Painting with Two Balls, 1960. © © Jasper Johns / VAGA, New York / DACS, London 2017. Photo: Jamie Stukenberg © The Wildenstein Plattner Institute, 2017

Le peint quotidien

A Londres, la Royal Academy of Arts consacre le talent de Jasper Johns. Un hommage mérité, quoiqu’un peu confus, pour celui qui a ouvert le champ de l’art à la quotidienneté.

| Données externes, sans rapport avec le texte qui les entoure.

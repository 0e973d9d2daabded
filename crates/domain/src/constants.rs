//! Application constants
//!
//! Centralized location for domain-level constants used by the session client
//! and the credential store implementations.

// Credential store keys
pub const ACCESS_TOKEN_KEY: &str = "access_token";
pub const REFRESH_TOKEN_KEY: &str = "refresh_token";
pub const USER_PROFILE_KEY: &str = "user";
pub const LAST_SECTION_KEY: &str = "last_active_section";

// Backend endpoints
pub const LOGIN_ENDPOINT: &str = "/auth/login";
pub const REGISTER_ENDPOINT: &str = "/auth/register";
pub const REFRESH_ENDPOINT: &str = "/auth/refresh";
pub const LOGOUT_ENDPOINT: &str = "/logout";

// Client-side routes
pub const LOGIN_ROUTE: &str = "/login";

// Forced logout
pub const LOGOUT_REDIRECT_DELAY_MS: u64 = 3000;
pub const SESSION_EXPIRED_MESSAGE: &str = "Your session has expired. Please log in again.";

// Event fan-out
pub const SESSION_EVENT_CAPACITY: usize = 32;

// Defaults
pub const DEFAULT_API_URL: &str = "http://localhost:8000";
pub const DEFAULT_KEYCHAIN_SERVICE: &str = "SiteDesk.session";
pub const DEFAULT_LOG_FILTER: &str = "info";
//! OS keychain access
//!
//! Moves strings in and out of the platform credential store (Keychain
//! Access, Windows Credential Manager, Secret Service) under one service
//! name. Key layout belongs to `auth::store`.
//!
//! ```no_run
//! use sitedesk_common::security::KeychainProvider;
//!
//! let keychain = KeychainProvider::new("SiteDesk.session");
//! keychain.write("last_active_section", "inventory")?;
//! assert_eq!(keychain.read("last_active_section")?.as_deref(), Some("inventory"));
//! # Ok::<(), sitedesk_common::security::KeychainError>(())
//! ```

use keyring::Entry;
use thiserror::Error;
use tracing::debug;

/// Keychain entries for one service name; each key is an account.
#[derive(Debug, Clone)]
pub struct KeychainProvider {
    service_name: String,
}

impl KeychainProvider {
    pub fn new(service_name: impl Into<String>) -> Self {
        Self { service_name: service_name.into() }
    }

    #[must_use]
    pub fn service_name(&self) -> &str {
        &self.service_name
    }

    /// Read an entry, `Ok(None)` when it does not exist.
    ///
    /// # Errors
    /// [`KeychainError`] when the keychain is locked or unavailable.
    pub fn read(&self, key: &str) -> Result<Option<String>, KeychainError> {
        match self.entry(key)?.get_password() {
            Ok(value) => Ok(Some(value)),
            Err(keyring::Error::NoEntry) => Ok(None),
            Err(source) => Err(KeychainError::Read { key: key.to_string(), source }),
        }
    }

    /// # Errors
    /// [`KeychainError::Write`] when the keychain rejects the value.
    pub fn write(&self, key: &str, value: &str) -> Result<(), KeychainError> {
        debug!(service = %self.service_name, key, "writing keychain entry");
        self.entry(key)?
            .set_password(value)
            .map_err(|source| KeychainError::Write { key: key.to_string(), source })
    }

    /// Delete an entry; a missing entry is not an error.
    ///
    /// # Errors
    /// [`KeychainError::Delete`] for any other keychain failure.
    pub fn remove(&self, key: &str) -> Result<(), KeychainError> {
        debug!(service = %self.service_name, key, "removing keychain entry");
        match self.entry(key)?.delete_credential() {
            Ok(()) | Err(keyring::Error::NoEntry) => Ok(()),
            Err(source) => Err(KeychainError::Delete { key: key.to_string(), source }),
        }
    }

    fn entry(&self, key: &str) -> Result<Entry, KeychainError> {
        Entry::new(&self.service_name, key)
            .map_err(|source| KeychainError::Entry { key: key.to_string(), source })
    }
}

#[derive(Debug, Error)]
pub enum KeychainError {
    #[error("Invalid keychain entry '{key}': {source}")]
    Entry {
        key: String,
        #[source]
        source: keyring::Error,
    },

    #[error("Failed to read '{key}' from keychain: {source}")]
    Read {
        key: String,
        #[source]
        source: keyring::Error,
    },

    #[error("Failed to write '{key}' to keychain: {source}")]
    Write {
        key: String,
        #[source]
        source: keyring::Error,
    },

    #[error("Failed to delete '{key}' from keychain: {source}")]
    Delete {
        key: String,
        #[source]
        source: keyring::Error,
    },
}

C’est sûr, au début des années 1950, une intensité particulière s’est glissée entre l’art et la vie. Plus question de les envisager comme deux pans de l’expérience humaine somnolant chacun dans leur coin. Ce sont les Etats-Unis qui se sont fait fort d’opérer cette réconciliation. Une tentative d’abolition à coup d’électrochocs. Le meilleur exemple de ce séisme formel ? On the Road, de Jack Kerouac, roman de 125 000 mots, torché entre le 2 et le 22 avril 1951, dont on oublie trop souvent que les premières ébauches ont été écrites en français. Cette oeuvre ne se contente pas de décrire le réel, elle fait carrément corps avec lui, tente de lui arracher des étincelles. A propos du fameux rouleau tapuscrit dont il s’est servi pour rédiger l’odyssée de Dean Moriarty, Kerouac livre cette phrase révélatrice :  » Je l’ai fait passer dans la machine à écrire et donc pas de paragraphes… l’ai déroulé sur le plancher et il ressemble à la route.  » Ce récit écrit à la caféine, du moins si l’on s’en tient à la version officielle, ne se fait pas seulement macadam, il s’improvise, comme on le dirait d’un jazzman, voiture qui roule à tombeau ouvert, train lancé à toute vitesse.  » Faire du Proust en plus vite « , répétait l’auteur de ce roman culte. Sur la route marque la fin d’une frontière bien établie entre le champ artistique et la vie.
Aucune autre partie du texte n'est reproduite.